Lighttpd
上QQ阅读APP看书,第一时间看更新

Rewriting and Redirecting Requests

URLs are a part of the user interface of every website, be it a full-blown application or just a bunch of static pages. Users sometimes use URLs to navigate, say, by cutting a suffix to "move up a directory". So, we want to present them a clean structured tree. Unfortunately, reality is usually not that nice. We may have some web frameworks stitched together that require their own path names. We may want to hide from the user that she is calling a script. Whatever the reason be, mod_rewrite and mod_redirect are here to help us.

The difference between rewrite and redirect is that a rewrite happens directly in the server, while redirecting a request is done by sending a header to the user telling her where the page really is. This difference is important when deciding whether to rewrite or to redirect. If we have a kind of shortcut or a second domain name and want to direct the user to the "correct" URL, we redirect. Otherwise, we rewrite, for example to present a coherent URL tree to the user when in reality the tree is created by a parameterized CGI script or distributed across multiple directories.

Both modules share the same conventions. So we'll discuss them in one go. Before using mod_rewrite and mod_redirect, we need to tell Lighttpd to load them:

server.modules = ("mod_rewrite", "mod_redirect", ...)

Remember that the order of modules loaded is important—mod_rewrite and mod_redirect change the query URL, so they should come first. Otherwise, your request might be done with before the modules even had a chance to rewrite or redirect something.

mod_rewrite gives us the options url.rewrite-once and url.rewrite-repeat, mod_redirect provides the url.redirect option. It would make no sense to have url.redirect-repeat, as this would require keeping track of who was redirected to where. Also, if the user is redirected to himself or herself, an infinite loop would occur. All browsers I have tested guard against such infinite loops and present an error to the user. Naturally, we have to be careful with url.rewrite-repeat, as the rewrite happens inside the server and will stop only after a hundred iterations.

Each of these options takes a list of regex => URL pairs. The URL should be fully qualified, for example: "http://www.example.com/mysite/", not "/mysite/".

Remember captures from regular expressions? This is where they shine. In the URL, the expressions $1, $2, ..., $9 are expanded to the respective captures of the regex. As in:

url.rewrite = ("^/mysite/([^/]*)/(.*)" => "http://www.example.com/mysite.php?x=$1&y=$2")

If the user browses http://www.example.com/mysite/one/two, the rewritten URL will be http://www.example.com/mysite.php?x=one&y=two.

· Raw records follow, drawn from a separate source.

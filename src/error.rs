use axum::{
    Json,
    http::{StatusCode, header},
    response::{IntoResponse, Response},
};
use serde_json::json;
use thiserror::Error;

/// ApiError
///
/// The application's error taxonomy. Every failure that crosses the HTTP
/// boundary is one of these variants; nothing is retried or recovered below
/// this layer. The service performs exactly one recovery-like action —
/// translating an absent row into `NotFound` — and everything else simply
/// propagates here via `?`.
#[derive(Debug, Error)]
pub enum ApiError {
    /// A required field failed request-boundary validation (400).
    #[error("{0}")]
    Validation(&'static str),

    /// No row for the requested id (404). Carries the fixed message.
    #[error("{0}")]
    NotFound(&'static str),

    /// Missing or invalid credentials (401).
    #[error("unauthenticated")]
    Unauthenticated,

    /// Authenticated but the role does not permit the operation (403).
    #[error("forbidden")]
    Forbidden,

    /// Any storage-layer failure, including constraint violations from
    /// batch elements that bypass request-level validation (500).
    #[error("database error: {0}")]
    Database(#[from] sqlx::Error),
}

impl ApiError {
    fn status(&self) -> StatusCode {
        match self {
            ApiError::Validation(_) => StatusCode::BAD_REQUEST,
            ApiError::NotFound(_) => StatusCode::NOT_FOUND,
            ApiError::Unauthenticated => StatusCode::UNAUTHORIZED,
            ApiError::Forbidden => StatusCode::FORBIDDEN,
            ApiError::Database(_) => StatusCode::INTERNAL_SERVER_ERROR,
        }
    }
}

impl IntoResponse for ApiError {
    /// Maps the taxonomy onto HTTP. Client errors carry their message in the
    /// body; a 500 exposes nothing beyond the status code, with the
    /// underlying cause going to the log instead. A 401 additionally carries
    /// the Basic challenge so browsers and curl can prompt for credentials.
    fn into_response(self) -> Response {
        let status = self.status();

        let body = match &self {
            ApiError::Validation(msg) | ApiError::NotFound(msg) => {
                json!({ "status": status.as_u16(), "error": msg })
            }
            ApiError::Database(e) => {
                tracing::error!("storage failure: {:?}", e);
                json!({ "status": status.as_u16() })
            }
            _ => json!({ "status": status.as_u16() }),
        };

        if matches!(self, ApiError::Unauthenticated) {
            return (
                status,
                [(header::WWW_AUTHENTICATE, "Basic realm=\"planets\"")],
                Json(body),
            )
                .into_response();
        }

        (status, Json(body)).into_response()
    }
}

#[cfg(test)]
mod tests {
    use super::*;

    #[test]
    fn status_mapping_matches_taxonomy() {
        assert_eq!(
            ApiError::Validation("x").status(),
            StatusCode::BAD_REQUEST
        );
        assert_eq!(
            ApiError::NotFound("Planet not found").status(),
            StatusCode::NOT_FOUND
        );
        assert_eq!(ApiError::Unauthenticated.status(), StatusCode::UNAUTHORIZED);
        assert_eq!(ApiError::Forbidden.status(), StatusCode::FORBIDDEN);
        assert_eq!(
            ApiError::Database(sqlx::Error::RowNotFound).status(),
            StatusCode::INTERNAL_SERVER_ERROR
        );
    }

    #[test]
    fn unauthenticated_response_carries_basic_challenge() {
        let response = ApiError::Unauthenticated.into_response();
        assert_eq!(response.status(), StatusCode::UNAUTHORIZED);
        let challenge = response
            .headers()
            .get(header::WWW_AUTHENTICATE)
            .expect("missing challenge header");
        assert!(challenge.to_str().unwrap().starts_with("Basic"));
    }
}
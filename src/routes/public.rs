use crate::AppState;
use axum::{Router, routing::get};

/// Public Router Module
///
/// The only route exempt from the default-deny policy: a liveness probe for
/// monitoring and load balancers. Everything else on the server requires
/// credentials, including unknown paths.
pub fn public_routes() -> Router<AppState> {
    Router::new().route("/health", get(|| async { "ok" }))
}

Or it would be even better, if we put our rewrite and redirect lists into a host selector and use its captures using %1, %2, ..., %9: for example, if we want to redirect every URL not starting with www to the same URL, but with "www." prefixed, we just add to our configuration:

$HTTP["host"] =~ "www\..*" {
Lighttpdrequests, rewriting# we can do something for the correct URL here.
} else $HTTP["host"] =~ "^(.*)$" {
# we use the else here so we can capture the whole hostname.
url.redirect = ( "^(.*)$" => "www.%1/$1" )
}

Now, any call to http://example.com will be redirected to http://www.example.com.

This is the beauty of Lighttpd—a set of simple, but extensible components cleverly integrated, so we do not have to learn more complicated syntax.

Of course, if you want to have a quote, dollar sign, percent sign, or backslash verbatim in your URL, you have to prefix it with a backslash to escape it. Percent signs are quite usual for URL-encoded characters (that is a percent sign followed by a hex code). For example:

url.rewrite = (
"^(.*)$" => "ourdomain.net/dispatch.cgi?test=\"\%5F\"&page=$1"
)

You could use this method to extend the flexibility of your virtual hosting method to any possible subdomain. The trick is to rewrite the host name to be part of the document path:

$HTTP["host"] =~ "^(.*)\.ourdomain.net$" {
url.rewrite = ( "^(.*)$" => "ourdomain.net/%1/$1" )
}

Add a directory for any subdomain you might want named exactly like the subdomain. In our example, a subdirectory named "somewhere" in the document root would be mapped to http://somewhere.ourdomain.net. This method has a small drawback: the error returned for undefined subdomains is a file-not-found instead of a server-not-found. A better method will be discussed in the next chapter.

Now, we can serve static pages even with virtual hosting. Our configuration file is likely to become a little bloated. Luckily, Lighttpd gives us some features to manage the complexity by including files, defining and using variables to give name values which are often used, including the output of an executable file (usually shell code) into the configuration.